I guess I never was really cut out for this Hunter business. I never had been good at it. Maybe I really was defective. Then again, i suppose being a Hunter made me capable of killing- it didn't mean i had to enjoy it. Those seemed like two pretty different things. A part of me was almost inclined to wonder if Kat actually enjoyed killing. A part of me also not really wanting to know that answer all the same. I didn't want to hurt that guy, not really, not even after everything he'd done to me and yet, when it came down to it, I was going to protect Kat way more than I was going to let him reach her. Everything just seemed to happen in a blur and yet in slow motion all at once. Is that a thing? Either that or I need new medication again. Either way the only thing I saw in that moment was that man lunging towards her with every intention of running her thought with whatever weapon I was mostly sure he was holding. I'd gotten better at those cards during the time Kat and I had been apart and yet, in that moment, I hardly considered that this was the first time she'd actually seen me use them, well, offensively I suppose. That flew easily from that deck holder at my waist, twisting and turning around my hands and at the ready, that simple flick of my wrist sending hundreds of those paper bullets of sorts towards that man, each one of those cards rotating to slice straight through his skin as they flew past- only to fly back to attack a second time time. His screaming was almost ear piercing as that card hurricane all but enveloped him and he fell to the ground. He was hardly dead- but he wasn't getting back up anytime soon I don't think. Those cards quick to twist into a line once more and all but fly back into the holder at my belt. What? I like things that are neat? If I had to pick up the cards every damn time it would be a pretty fucking useless power.
That guilt still managed to settle within me though, more guilt then there probably should have been but like I said, I don't....hurt people. Let alone kill them. For now the blue gold of my gaze found Kat again. I could just about hear my heart beating in my own ears, that adrenaline seeming to make everything clearer somehow. Hmm. Maybe this was that rush Hunters talked about having? Maybe this feeling was why Kat was so good at her job. Maybe I'd have to analyse it more when the risk of my impending death was considerably less. I shouted for her then. Shouted for her to leave Viktor and start running. If more men came I wasn't entirely sure I had enough cards to fight them all and frankly I wasn't even sure where Viktor had gone. If she stayed back to chase him I might....lose her again. The idea of it far more than I was willing to bare and yet for a moment....I almost thought she was going to refuse. For a moment I almost saw her waver and I swear to god my heart stopped beating at even the idea- but she was suddenly running towards me.
Apparently I wasn't about to be given time to enjoy that momentary reunion, Kat grabbing my hand as she all but sprinted past with that insistence I was somehow the one being slow as I was all but forced to sprint after her.
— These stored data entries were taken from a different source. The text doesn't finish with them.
//! Replay runtime: one bounded channel, one consumer loop owning the session.
//!
//! Producers are the script source (spawned through the event source registry) and the
//! tokio timer tasks. The loop applies events in channel order until the script sends
//! `Shutdown`, then joins the producers.

use std::fmt;
use std::sync::atomic::Ordering;
use std::time::Duration;

use anyhow::Result;
use core_config::ModifierPreference;
use core_events::{
    CHANNEL_SEND_FAILURES, EVENT_CHANNEL_CAP, Event, EventSourceRegistry, INPUT_TOTAL,
    KEYDOWN_TOTAL, SurfaceEdit,
};
use core_model::{EditorSession, SessionOptions};
use core_state::EditorSnapshot;
use core_surface::{
    FixedPlatform, HostPlatform, MemoryEventLog, MemorySurface, Platform, TracingEventLog,
};
use core_timer::TokioScheduler;
use serde::Serialize;
use tokio::sync::mpsc;
use tokio::task::JoinHandle;
use tracing::{debug, error, info, trace, warn};

use crate::script::ScriptStep;

// -------------------------------------------------------------------------------------------------
// Script event source
// -------------------------------------------------------------------------------------------------
pub struct ScriptEventSource {
    steps: Vec<ScriptStep>,
}

impl ScriptEventSource {
    pub fn new(steps: Vec<ScriptStep>) -> Self {
        Self { steps }
    }
}

impl core_events::AsyncEventSource for ScriptEventSource {
    fn name(&self) -> &'static str {
        "script"
    }

    fn spawn(self: Box<Self>, tx: mpsc::Sender<Event>) -> JoinHandle<()> {
        let ScriptEventSource { steps } = *self;
        tokio::spawn(async move {
            let total = steps.len();
            for (index, step) in steps.into_iter().enumerate() {
                if let ScriptStep::Wait(delay) = step {
                    trace!(target: "runtime.script", index, delay_ms = delay.as_millis() as u64, "wait");
                    tokio::time::sleep(delay).await;
                    continue;
                }
                for event in step.into_events() {
                    if tx.send(event).await.is_err() {
                        CHANNEL_SEND_FAILURES.fetch_add(1, Ordering::Relaxed);
                        warn!(target: "runtime.script", index, "consumer_gone_stopping_script");
                        return;
                    }
                }
            }
            debug!(target: "runtime.script", steps = total, "script_finished");
            if tx.send(Event::Shutdown).await.is_err() {
                CHANNEL_SEND_FAILURES.fetch_add(1, Ordering::Relaxed);
            }
        })
    }
}

// -------------------------------------------------------------------------------------------------
// Platform selection
// -------------------------------------------------------------------------------------------------
/// Primary-modifier platform chosen by `[platform] primary_modifier`.
#[derive(Debug, Clone)]
pub enum ConfiguredPlatform {
    Host(HostPlatform),
    Fixed(FixedPlatform),
}

impl ConfiguredPlatform {
    pub fn from_preference(pref: ModifierPreference) -> Self {
        match pref {
            ModifierPreference::Auto => Self::Host(HostPlatform),
            ModifierPreference::Command => Self::Fixed(FixedPlatform::command()),
            ModifierPreference::Control => Self::Fixed(FixedPlatform::control()),
        }
    }
}

impl Platform for ConfiguredPlatform {
    fn is_primary_modifier_platform(&self) -> bool {
        match self {
            Self::Host(p) => p.is_primary_modifier_platform(),
            Self::Fixed(p) => p.is_primary_modifier_platform(),
        }
    }
}

// -------------------------------------------------------------------------------------------------
// Runtime
// -------------------------------------------------------------------------------------------------
pub type ReplaySession = EditorSession<
    MemorySurface,
    TracingEventLog<MemoryEventLog>,
    ConfiguredPlatform,
    TokioScheduler,
>;

enum LoopControl {
    Continue,
    Break { reason: ShutdownReason },
}

#[derive(Debug, Clone, Copy, PartialEq, Eq)]
pub enum ShutdownReason {
    ScriptFinished,
    ChannelClosed,
}

impl ShutdownReason {
    fn as_str(&self) -> &'static str {
        match self {
            ShutdownReason::ScriptFinished => "script_finished",
            ShutdownReason::ChannelClosed => "channel_closed",
        }
    }
}

impl fmt::Display for ShutdownReason {
    fn fmt(&self, f: &mut fmt::Formatter<'_>) -> fmt::Result {
        f.write_str(self.as_str())
    }
}

/// Final state printed with `--state-json`.
#[derive(Debug, Serialize)]
#[serde(rename_all = "camelCase")]
pub struct Report {
    #[serde(flatten)]
    pub state: EditorSnapshot,
    pub highlight_call_count: u64,
}

pub struct ReplayRuntime {
    session: ReplaySession,
    rx: mpsc::Receiver<Event>,
    tx: Option<mpsc::Sender<Event>>,
    source_handles: Vec<JoinHandle<()>>,
}

impl ReplayRuntime {
    /// Build the session and spawn the script source. Must run inside a tokio runtime.
    pub fn start(
        steps: Vec<ScriptStep>,
        options: SessionOptions,
        platform: ConfiguredPlatform,
        initial: Option<String>,
    ) -> Result<Self> {
        let (tx, rx) = mpsc::channel::<Event>(EVENT_CHANNEL_CAP);
        let scheduler = TokioScheduler::current(tx.clone())?;

        let mut surface = MemorySurface::new();
        if let Some(text) = initial {
            surface.set_text(text);
            surface.cursor_to_end();
        }
        let log = TracingEventLog::new(MemoryEventLog::new());
        let session = EditorSession::new(surface, log, platform, scheduler, options);

        let mut registry = EventSourceRegistry::new();
        registry.register(ScriptEventSource::new(steps));
        let source_handles = registry.spawn_all(&tx);

        Ok(Self {
            session,
            rx,
            tx: Some(tx),
            source_handles,
        })
    }

    pub async fn run(&mut self) -> ShutdownReason {
        let span = tracing::debug_span!(target: "runtime", "event_loop");
        let _enter = span.enter();

        let mut reason = ShutdownReason::ChannelClosed;
        while let Some(event) = self.rx.recv().await {
            match self.handle_event(event) {
                LoopControl::Continue => {}
                LoopControl::Break { reason: r } => {
                    reason = r;
                    break;
                }
            }
        }

        self.rx.close();
        self.finalize_shutdown(reason).await;
        reason
    }

    fn handle_event(&mut self, event: Event) -> LoopControl {
        match event {
            Event::Surface(ev) => {
                let prevent_default = self.session.handle_event(ev);
                trace!(target: "runtime.events", prevent_default, "surface_event_handled");
                LoopControl::Continue
            }
            Event::SurfaceEdit(edit) => {
                let surface = self.session.surface_mut();
                match edit {
                    SurfaceEdit::SetText(text) => surface.set_text(text),
                    SurfaceEdit::SetCursor(at) => surface.set_cursor(at),
                }
                LoopControl::Continue
            }
            Event::Timer(fired) => {
                self.session.on_timer(fired);
                LoopControl::Continue
            }
            Event::Shutdown => LoopControl::Break {
                reason: ShutdownReason::ScriptFinished,
            },
        }
    }

    async fn finalize_shutdown(&mut self, reason: ShutdownReason) {
        info!(target: "runtime.shutdown", %reason, "shutdown_begin");
        if let Some(tx) = self.tx.take() {
            drop(tx);
        }
        while let Some(handle) = self.source_handles.pop() {
            match tokio::time::timeout(Duration::from_millis(200), handle).await {
                Ok(Ok(_)) => trace!(target: "runtime.shutdown", %reason, "event_source_task_stopped"),
                Ok(Err(err)) if err.is_cancelled() => {
                    trace!(target: "runtime.shutdown", %reason, "event_source_task_cancelled")
                }
                Ok(Err(err)) => {
                    error!(target: "runtime.shutdown", %reason, ?err, "event_source_task_error")
                }
                Err(_) => warn!(target: "runtime.shutdown", %reason, "event_source_task_timeout"),
            }
        }
        info!(
            target: "runtime.shutdown",
            %reason,
            keydowns = KEYDOWN_TOTAL.load(Ordering::Relaxed),
            inputs = INPUT_TOTAL.load(Ordering::Relaxed),
            send_failures = CHANNEL_SEND_FAILURES.load(Ordering::Relaxed),
            "shutdown_complete"
        );
    }

    #[cfg(test)]
    pub fn session(&self) -> &ReplaySession {
        &self.session
    }

    pub fn log_lines(&self) -> Vec<String> {
        self.session.log().inner().lines()
    }

    pub fn report(&self) -> Report {
        Report {
            state: self.session.editor_state(),
            highlight_call_count: self.session.highlight_call_count(),
        }
    }
}

#[cfg(test)]
mod tests {
    use super::*;
    use crate::script::parse_script;

    async fn replay(script: &str, pref: ModifierPreference) -> ReplayRuntime {
        let steps = parse_script(script).unwrap();
        let mut rt = ReplayRuntime::start(
            steps,
            SessionOptions::default(),
            ConfiguredPlatform::from_preference(pref),
            None,
        )
        .unwrap();
        assert_eq!(rt.run().await, ShutdownReason::ScriptFinished);
        rt
    }

    #[tokio::test(start_paused = true)]
    async fn replays_edits_and_highlight() {
        let rt = replay(
            "input a\ninput ab\nwait 50\ninput abc\nwait 300\nkey Tab\n",
            ModifierPreference::Control,
        )
        .await;
        assert_eq!(
            rt.log_lines(),
            vec![
                "input: content updated",
                "input: content updated",
                "input: content updated",
                "keydown: Tab",
                "Action: Indent",
            ]
        );
        let report = rt.report();
        assert_eq!(report.state.content, "  abc");
        assert_eq!(report.state.history_size, 5);
        assert_eq!(report.highlight_call_count, 1);
    }

    #[tokio::test(start_paused = true)]
    async fn chord_window_uses_real_timers() {
        let rt = replay(
            "key ctrl+k\nwait 500\nkey ctrl+c\nkey ctrl+k\nwait 2500\nkey ctrl+c\n",
            ModifierPreference::Control,
        )
        .await;
        let successes = rt
            .log_lines()
            .iter()
            .filter(|l| *l == "Action: Chord Success")
            .count();
        assert_eq!(successes, 1);
        assert!(!rt.session().is_chord_pending());
    }

    #[tokio::test(start_paused = true)]
    async fn command_preference_maps_meta() {
        let rt = replay("input x\nkey meta+z\nkey ctrl+z\n", ModifierPreference::Command).await;
        assert_eq!(rt.report().state.content, "");
        assert_eq!(
            rt.log_lines(),
            vec![
                "input: content updated",
                "keydown: z",
                "Action: Undo",
                "keydown: z",
            ]
        );
    }

    #[test]
    fn report_json_is_flat_camel_case() {
        let report = Report {
            state: EditorSnapshot {
                content: "a".into(),
                history_size: 2,
            },
            highlight_call_count: 1,
        };
        assert_eq!(
            serde_json::to_string(&report).unwrap(),
            r#"{"content":"a","historySize":2,"highlightCallCount":1}"#
        );
    }
}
So much running. Why is there always running? Just one time I'd like us to flee something and have a car ready. Could I hire someone for that? I'd have to look into it. Just where we were running to I had no idea and yet for at least five minutes I didn't care. I had her hand on mine- where it damn well belonged if you ask me and for just a moment- that was all that mattered. We sprinted out of that Warehouse district and further in to town, other people at least providing some sort of camouflage and yet even I was mostly sure staying out on the street was hardly a good idea. Viktor seemed....the vengeful sort. We could hardly go back to my place- he'd look there for sure. My office probably equally as likely to be a place he checked. My mind content to whirl like a damn hurricane and yet, well, fast thinking is maybe one of my better traits- a perk of ADD or OCD I whatever D I had.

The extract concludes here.